A side question, if you revisit the history, is an extra layer the right choice?

Thanks! – Hongbo

I’m not aware of any documents explaining why we introduced an extra layer, but the existing Lambda and Clambda languages are not well-suited to the optimisations that Flambda does.
Lambda represents functions as lambda-terms instead of closures, so it’s a pain when inlining (you have to make sure all the free variables are still in scope). Clambda is better, but is missing a good way to represent statically allocated structures.

I guess another factor is that when you want to write an optimisation, you need to make sure it’s correct even in presence of other optimisations. On Lambda in particular, this has proved very frustrating (there are lots of existing optimisations, most of them written independently, but they do interfere regularly with each other in strange ways). Writing a dedicated pass means that we are less at risk of such kind of interference.

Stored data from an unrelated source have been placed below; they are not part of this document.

//! Tracing setup for the CLI.

use crate::config::LoggingConfig;
use tracing_subscriber::{fmt, EnvFilter};

/// Filter from `RUST_LOG`, falling back to the configured level
fn env_filter(config: &LoggingConfig) -> EnvFilter {
    EnvFilter::try_from_default_env().unwrap_or_else(|_| EnvFilter::new(&config.level))
}

/// Install the global subscriber. Events go to stderr so stdout stays
/// clean for `timeline` output.
pub fn init_logging(config: &LoggingConfig) {
    let builder = fmt::Subscriber::builder()
        .with_env_filter(env_filter(config))
        .with_writer(std::io::stderr)
        .with_target(config.targets);

    let installed = if config.json {
        tracing::subscriber::set_global_default(builder.json().finish())
    } else {
        tracing::subscriber::set_global_default(builder.finish())
    };
    // a second init (tests, embedding) keeps the first subscriber
    installed.ok();
}

#[cfg(test)]
mod tests {
    use super::*;

    #[test]
    fn test_filter_uses_configured_level() {
        if std::env::var_os("RUST_LOG").is_some() {
            return;
        }
        let config = LoggingConfig {
            level: "financial_reel=debug".to_string(),
            ..LoggingConfig::default()
        };
        assert_eq!(env_filter(&config).to_string(), "financial_reel=debug");
    }

    #[test]
    fn test_init_twice_is_harmless() {
        let config = LoggingConfig::default();
        init_logging(&config);
        init_logging(&LoggingConfig {
            json: true,
            ..config
        });
        tracing::info!("still logging");
    }
}
pub mod animation;
pub mod assets;
pub mod config;
pub mod error;
pub mod layout;
pub mod logging;
pub mod palette;
pub mod pipeline;
pub mod renderer;
pub mod scenes;
pub mod script;
pub mod text;

pub use assets::AssetLoader;
pub use config::AppConfig;
pub use error::{SceneError, SceneResult};
pub use renderer::{Compositor, FrameBuffer, RenderEngine, RenderReport, Timeline};
pub use scenes::FinancialAnalysis;
pub use script::{Scene, SceneScript};
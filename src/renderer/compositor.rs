use crate::animation::LeafState;
use crate::layout::Point;
use crate::renderer::FrameBuffer;
use crate::script::{Mobject, MobjectKind, RectangleSpec, TextMobject};
use crate::text::GlyphRasterizer;

/// Height of the visible frame in scene units
pub const FRAME_HEIGHT_UNITS: f32 = 8.0;

/// Maps scene units onto the pixel grid of a frame
#[derive(Debug, Clone, Copy, PartialEq)]
pub struct Viewport {
    pub width: u32,
    pub height: u32,
    pub pixels_per_unit: f32,
}

impl Viewport {
    pub fn new(width: u32, height: u32) -> Self {
        Self {
            width,
            height,
            pixels_per_unit: height as f32 / FRAME_HEIGHT_UNITS,
        }
    }

    pub fn to_pixel(&self, point: Point) -> (f32, f32) {
        (
            self.width as f32 / 2.0 + point.x * self.pixels_per_unit,
            self.height as f32 / 2.0 - point.y * self.pixels_per_unit,
        )
    }
}

/// Draws mobjects into a frame buffer
pub struct Compositor;

impl Compositor {
    /// Blend a rectangle covering pixel centers in `[x0, x1) x [y0, y1)`
    pub fn fill_rect(
        buffer: &mut FrameBuffer,
        x0: f32,
        y0: f32,
        x1: f32,
        y1: f32,
        color: [u8; 4],
    ) {
        if color[3] == 0 || x1 <= x0 || y1 <= y0 {
            return;
        }
        let (buf_width, buf_height) = buffer.dimensions();
        let first_col = (x0 - 0.5).ceil().max(0.0) as i64;
        let last_col = ((x1 - 0.5).ceil() as i64).min(buf_width as i64);
        let first_row = (y0 - 0.5).ceil().max(0.0) as i64;
        let last_row = ((y1 - 0.5).ceil() as i64).min(buf_height as i64);

        for py in first_row..last_row {
            for px in first_col..last_col {
                buffer.blend_pixel(px as u32, py as u32, color);
            }
        }
    }

    /// Center and scale of a leaf after applying its animated state
    fn placed(center: Point, state: &LeafState) -> (Point, f32) {
        let moved = center + state.offset;
        let scaled = state.anchor + (moved - state.anchor) * state.scale;
        (scaled, state.scale)
    }

    pub fn draw_rectangle(
        buffer: &mut FrameBuffer,
        viewport: &Viewport,
        rect: &RectangleSpec,
        center: Point,
        state: &LeafState,
    ) {
        let (center, scale) = Self::placed(center, state);
        if scale <= 0.0 {
            return;
        }
        let ppu = viewport.pixels_per_unit;
        let (cx, cy) = viewport.to_pixel(center);
        let half_w = rect.width * scale * ppu / 2.0;
        let half_h = rect.height * scale * ppu / 2.0;
        let (x0, y0, x1, y1) = (cx - half_w, cy - half_h, cx + half_w, cy + half_h);

        let fill = rect
            .fill_color
            .with_opacity(rect.fill_opacity * state.opacity);
        Self::fill_rect(buffer, x0, y0, x1, y1, fill);

        // Stroke straddles the outline
        let half_t = rect.stroke_units() * scale * ppu / 2.0;
        if half_t <= 0.0 {
            return;
        }
        let stroke = rect.stroke_color.with_opacity(state.opacity);
        Self::fill_rect(buffer, x0 - half_t, y0 - half_t, x1 + half_t, y0 + half_t, stroke);
        Self::fill_rect(buffer, x0 - half_t, y1 - half_t, x1 + half_t, y1 + half_t, stroke);
        Self::fill_rect(buffer, x0 - half_t, y0 + half_t, x0 + half_t, y1 - half_t, stroke);
        Self::fill_rect(buffer, x1 - half_t, y0 + half_t, x1 + half_t, y1 - half_t, stroke);
    }

    pub fn draw_text(
        buffer: &mut FrameBuffer,
        viewport: &Viewport,
        rasterizer: &GlyphRasterizer,
        text: &TextMobject,
        center: Point,
        state: &LeafState,
    ) {
        let (center, scale) = Self::placed(center, state);
        if scale <= 0.0 || state.opacity <= 0.0 {
            return;
        }
        let em_px = text.line_height * scale * viewport.pixels_per_unit;
        let top_left = Point::new(
            center.x - text.width() * scale / 2.0,
            center.y + text.line_height * scale / 2.0,
        );
        let origin = viewport.to_pixel(top_left);
        let count = text.layout.len();

        for (idx, cell) in text.layout.glyphs.iter().enumerate() {
            let alpha = state.opacity * state.glyph_reveal(idx, count);
            if alpha <= 0.0 {
                continue;
            }
            rasterizer.draw_glyph(cell, origin, em_px, |x, y, coverage| {
                buffer.blend_at(x, y, text.spec.color.with_opacity(alpha * coverage));
            });
        }
    }

    /// Draw one leaf if it is visible in `state`
    pub fn draw_mobject(
        buffer: &mut FrameBuffer,
        viewport: &Viewport,
        rasterizer: &GlyphRasterizer,
        mobject: &Mobject,
        state: &LeafState,
    ) {
        if !state.visible {
            return;
        }
        match &mobject.kind {
            MobjectKind::Rectangle(rect) => {
                Self::draw_rectangle(buffer, viewport, rect, mobject.center, state)
            }
            MobjectKind::Text(text) => {
                Self::draw_text(buffer, viewport, rasterizer, text, mobject.center, state)
            }
            MobjectKind::Group(_) => {}
        }
    }
}
use crate::script::{Directive, Scene};
use serde::Serialize;

/// Timeline for mapping frames onto scene directives
#[derive(Debug, Clone)]
pub struct Timeline {
    fps: u32,
    total_frames: u32,
    segments: Vec<DirectiveSegment>,
}

#[derive(Debug, Clone, PartialEq, Serialize)]
pub struct DirectiveSegment {
    pub index: usize,
    pub label: String,
    pub start_frame: u32,
    pub end_frame: u32,
    pub duration: f32,
}

impl DirectiveSegment {
    pub fn frames(&self) -> u32 {
        self.end_frame - self.start_frame
    }
}

fn label(directive: &Directive) -> String {
    match directive {
        Directive::Wait { duration } => format!("wait({duration})"),
        Directive::Play { .. } => {
            let names: Vec<String> = directive
                .animations()
                .iter()
                .map(|a| format!("{}({})", a.name(), a.target()))
                .collect();
            format!("play[{}]", names.join(", "))
        }
    }
}

/// Serializable view of a timeline, for printing the schedule
#[derive(Debug, Clone, Serialize)]
pub struct TimelineSummary {
    pub scene: String,
    pub fps: u32,
    pub total_frames: u32,
    pub duration: f32,
    pub segments: Vec<DirectiveSegment>,
}

impl Timeline {
    /// Create timeline from a built scene
    pub fn from_scene(scene: &Scene, fps: u32) -> Self {
        let mut segments = Vec::with_capacity(scene.directives().len());
        let mut current_frame = 0;

        for (index, directive) in scene.directives().iter().enumerate() {
            let frames = ((directive.duration() * fps as f32).round() as u32).max(1);
            segments.push(DirectiveSegment {
                index,
                label: label(directive),
                start_frame: current_frame,
                end_frame: current_frame + frames,
                duration: directive.duration(),
            });
            current_frame += frames;
        }

        Self {
            fps,
            total_frames: current_frame,
            segments,
        }
    }

    /// Directive index and seconds elapsed within it at `frame`.
    /// Frames past the end report one past the last directive.
    pub fn position_at_frame(&self, frame: u32) -> (usize, f32) {
        match self.segment_at_frame(frame) {
            Some(segment) => {
                let alpha = (frame - segment.start_frame) as f32 / segment.frames() as f32;
                (segment.index, alpha * segment.duration)
            }
            None => (self.segments.len(), 0.0),
        }
    }

    /// Get segment playing at given frame number
    pub fn segment_at_frame(&self, frame: u32) -> Option<&DirectiveSegment> {
        self.segments
            .iter()
            .find(|s| frame >= s.start_frame && frame < s.end_frame)
    }

    pub fn segments(&self) -> &[DirectiveSegment] {
        &self.segments
    }

    pub fn summary(&self, scene: &str) -> TimelineSummary {
        TimelineSummary {
            scene: scene.to_string(),
            fps: self.fps,
            total_frames: self.total_frames,
            duration: self.frame_to_time(self.total_frames),
            segments: self.segments.clone(),
        }
    }

    /// Get total frame count
    pub fn total_frames(&self) -> u32 {
        self.total_frames
    }

    /// Get FPS
    pub fn fps(&self) -> u32 {
        self.fps
    }

    /// Convert frame number to time in seconds
    pub fn frame_to_time(&self, frame: u32) -> f32 {
        frame as f32 / self.fps as f32
    }
}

I don’t know what the right choice is, but for Flambda 2, with our experience from Flambda 1, we decided to use yet another representation. However, unlike Flambda 1 we don’t go back to Clambda: we translate from Lambda to the new representation, then afterwards we go directly to Cmm.
Personally I would never try to write a full optimisation engine on a representation that is not made with program transformations in mind. In the native compiler, except for Flambda, only Mach (a low-level representation on which we do a number of passes including register allocation) is designed that way.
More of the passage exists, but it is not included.